Output of the program

Let’s run this python file on the latest python 3 version, and check the output. It generates two files, a LEO code file main.leo and an inputs file The neural network is of the same size as the one above and very similar with two minor changes. First, the automatically generated neural network returns an array, in this specific case of size 1, since we have one output neuron. Second, the automatically generated neural network is more generalized and also allows for all possible connections of input-layer neurons to middle-layer neurons.


‍We can now insert these two files in a Leo project, for example, in Aleo Studio, and use the “leo run” command. The program compiles successfully with 176091 constraints, very similar to the example above. We basically recreated the neural network automatically using a Python program that we first implemented by hand.

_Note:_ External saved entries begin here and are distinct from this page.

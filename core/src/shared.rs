//! Thread-safe handle around a single [`Ledger`].
//!
//! Every operation takes the same lock, which puts all mutations in one
//! total order and means no reader ever observes a half-applied mint,
//! deposit or advance.

use std::sync::{Arc, Mutex, MutexGuard, PoisonError};

use pension_types::{AccountId, Amount, Identity, LedgerError, Timestamp};

use crate::ledger::{CutoffReport, Ledger};
use crate::registry::Enrollment;
use crate::snapshot::LedgerSnapshot;

#[derive(Debug, Clone)]
pub struct SharedLedger {
    inner: Arc<Mutex<Ledger>>,
}

impl SharedLedger {
    #[must_use]
    pub fn new(ledger: Ledger) -> Self {
        Self {
            inner: Arc::new(Mutex::new(ledger)),
        }
    }

    // Mutations validate before writing, so a panic while the lock is held
    // cannot leave partial state behind; recovering the guard is sound.
    fn lock(&self) -> MutexGuard<'_, Ledger> {
        self.inner.lock().unwrap_or_else(PoisonError::into_inner)
    }

    pub fn mint(&self, enrollment: Enrollment, now: Timestamp) -> Result<AccountId, LedgerError> {
        self.lock().mint(enrollment, now)
    }

    pub fn deposit(
        &self,
        account_id: AccountId,
        identity: &Identity,
        amount: Amount,
    ) -> Result<(), LedgerError> {
        self.lock().deposit(account_id, identity, amount)
    }

    pub fn advance_cutoff(&self, now: Timestamp) -> Result<CutoffReport, LedgerError> {
        self.lock().advance_cutoff(now)
    }

    /// Run a read-only query against a consistent view of the ledger.
    pub fn read<R>(&self, query: impl FnOnce(&Ledger) -> R) -> R {
        query(&*self.lock())
    }

    #[must_use]
    pub fn snapshot(&self) -> LedgerSnapshot {
        self.lock().snapshot()
    }
}
use std::fmt;
use std::str::FromStr;

use serde::{Deserialize, Serialize};
use thiserror::Error;

#[derive(Debug, Error)]
#[error("identity must not be empty")]
pub struct EmptyIdentityError;

/// Authenticated caller identity, as supplied by the host.
///
/// Opaque to the ledger: the only operation on it is equality. An address,
/// a user id or a key fingerprint all work.
#[derive(Debug, Clone, PartialEq, Eq, PartialOrd, Ord, Hash, Serialize, Deserialize)]
#[serde(try_from = "String", into = "String")]
pub struct Identity(String);

impl Identity {
    pub fn new(value: impl Into<String>) -> Result<Self, EmptyIdentityError> {
        let value = value.into();
        if value.trim().is_empty() {
            Err(EmptyIdentityError)
        } else {
            Ok(Self(value))
        }
    }

    #[must_use]
    pub fn as_str(&self) -> &str {
        &self.0
    }
}

impl TryFrom<String> for Identity {
    type Error = EmptyIdentityError;

    fn try_from(value: String) -> Result<Self, Self::Error> {
        Self::new(value)
    }
}

impl TryFrom<&str> for Identity {
    type Error = EmptyIdentityError;

    fn try_from(value: &str) -> Result<Self, Self::Error> {
        Self::new(value)
    }
}

impl From<Identity> for String {
    fn from(value: Identity) -> Self {
        value.0
    }
}

impl fmt::Display for Identity {
    fn fmt(&self, f: &mut fmt::Formatter<'_>) -> fmt::Result {
        f.write_str(&self.0)
    }
}

#[derive(Debug, Error)]
#[error("unknown biological sex {0:?} (expected female, male or other)")]
pub struct ParseSexError(String);

#[derive(Debug, Clone, Copy, PartialEq, Eq, Hash, Serialize, Deserialize)]
#[serde(rename_all = "lowercase")]
pub enum BiologicalSex {
    Female,
    Male,
    Other,
}

impl BiologicalSex {
    #[must_use]
    pub const fn as_str(self) -> &'static str {
        match self {
            Self::Female => "female",
            Self::Male => "male",
            Self::Other => "other",
        }
    }
}

impl FromStr for BiologicalSex {
    type Err = ParseSexError;

    fn from_str(s: &str) -> Result<Self, Self::Err> {
        match s.trim().to_ascii_lowercase().as_str() {
            "female" | "f" => Ok(Self::Female),
            "male" | "m" => Ok(Self::Male),
            "other" => Ok(Self::Other),
            _ => Err(ParseSexError(s.to_string())),
        }
    }
}

impl fmt::Display for BiologicalSex {
    fn fmt(&self, f: &mut fmt::Formatter<'_>) -> fmt::Result {
        f.write_str(self.as_str())
    }
}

Now, we can generate deeper neural networks. The layer between the input layer and output layer are referred to as hidden layers. In the above example, we have a three-layer neural network with one hidden layer. Let us add another hidden layer with two neurons, meaning we change the input code to the following line:

Now we run the Python program, and run the generated Leo code through “leo run”. We now have 236997 constraints.

Let’s try three hidden layers:

We now obtain a circuit with 351863 constraints.‍

Four hidden layers gives us 439749 constraints, five hidden layers 527635 constraints, six hidden layers 615521 constraints, and so on. Let’s plot this on a graph.

We can see a linear relationship between the number of hidden layers and the number of circuit constraints. This is a quite good outlook for building deep neural network-based applications on Leo.